What needs to be done.
From the first line to the last, output the entries exactly.

(Recorded data)
--------------------------------

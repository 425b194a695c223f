//! Mentor search over approved mentors.

use std::sync::Arc;

use async_trait::async_trait;
use mockable::Clock;

use crate::domain::ports::{
    AvailabilityService, ReviewRepository, SearchService, SkillRepository, UserRepository,
};
use crate::domain::{Error, MentorCard, MentorRating, MentorSearchQuery, sort_cards};

#[derive(Clone)]
pub struct MentorSearch {
    users: Arc<dyn UserRepository>,
    reviews: Arc<dyn ReviewRepository>,
    skills: Arc<dyn SkillRepository>,
    availability: Arc<dyn AvailabilityService>,
    clock: Arc<dyn Clock>,
}

impl MentorSearch {
    pub fn new(
        users: Arc<dyn UserRepository>,
        reviews: Arc<dyn ReviewRepository>,
        skills: Arc<dyn SkillRepository>,
        availability: Arc<dyn AvailabilityService>,
        clock: Arc<dyn Clock>,
    ) -> Self {
        Self {
            users,
            reviews,
            skills,
            availability,
            clock,
        }
    }
}

#[async_trait]
impl SearchService for MentorSearch {
    async fn search_mentors(&self, query: MentorSearchQuery) -> Result<Vec<MentorCard>, Error> {
        let query = query
            .validate()
            .map_err(|err| Error::invalid_request(err.to_string()))?;
        let window = query.available.map(|w| w.bounds(self.clock.utc()));

        let mut cards = Vec::new();
        for mentor in self.users.list_approved_mentors().await? {
            let reviews = self.reviews.for_mentor(&mentor.id).await?;
            let card = MentorCard {
                rating: MentorRating::from_reviews(mentor.id, &reviews),
                skills: self.skills.mentor_skills(&mentor.id).await?,
                mentor,
            };
            if !query.admits(&card) {
                continue;
            }
            if let Some((from, to)) = window {
                let open = self
                    .availability
                    .open_slots(&card.mentor.id, Some(from), Some(to))
                    .await?;
                if open.is_empty() {
                    continue;
                }
            }
            cards.push(card);
        }
        sort_cards(&mut cards);
        Ok(cards)
    }
}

--------------------------------

Reply to the exercise.
repository 425b194a695c223f
//! Mentor search over approved mentors.

use std::sync::Arc;

use async_trait::async_trait;
use mockable::Clock;

use crate::domain::ports::{
    AvailabilityService, ReviewRepository, SearchService, SkillRepository, UserRepository,
};
use crate::domain::{Error, MentorCard, MentorRating, MentorSearchQuery, sort_cards};

#[derive(Clone)]
pub struct MentorSearch {
    users: Arc<dyn UserRepository>,
    reviews: Arc<dyn ReviewRepository>,
    skills: Arc<dyn SkillRepository>,
    availability: Arc<dyn AvailabilityService>,
    clock: Arc<dyn Clock>,
}

impl MentorSearch {
    pub fn new(
        users: Arc<dyn UserRepository>,
        reviews: Arc<dyn ReviewRepository>,
        skills: Arc<dyn SkillRepository>,
        availability: Arc<dyn AvailabilityService>,
        clock: Arc<dyn Clock>,
    ) -> Self {
        Self {
            users,
            reviews,
            skills,
            availability,
            clock,
        }
    }
}

#[async_trait]
impl SearchService for MentorSearch {
    async fn search_mentors(&self, query: MentorSearchQuery) -> Result<Vec<MentorCard>, Error> {
        let query = query
            .validate()
            .map_err(|err| Error::invalid_request(err.to_string()))?;
        let window = query.available.map(|w| w.bounds(self.clock.utc()));

        let mut cards = Vec::new();
        for mentor in self.users.list_approved_mentors().await? {
            let reviews = self.reviews.for_mentor(&mentor.id).await?;
            let card = MentorCard {
                rating: MentorRating::from_reviews(mentor.id, &reviews),
                skills: self.skills.mentor_skills(&mentor.id).await?,
                mentor,
            };
            if !query.admits(&card) {
                continue;
            }
            if let Some((from, to)) = window {
                let open = self
                    .availability
                    .open_slots(&card.mentor.id, Some(from), Some(to))
                    .await?;
                if open.is_empty() {
                    continue;
                }
            }
            cards.push(card);
        }
        sort_cards(&mut cards);
        Ok(cards)
    }
}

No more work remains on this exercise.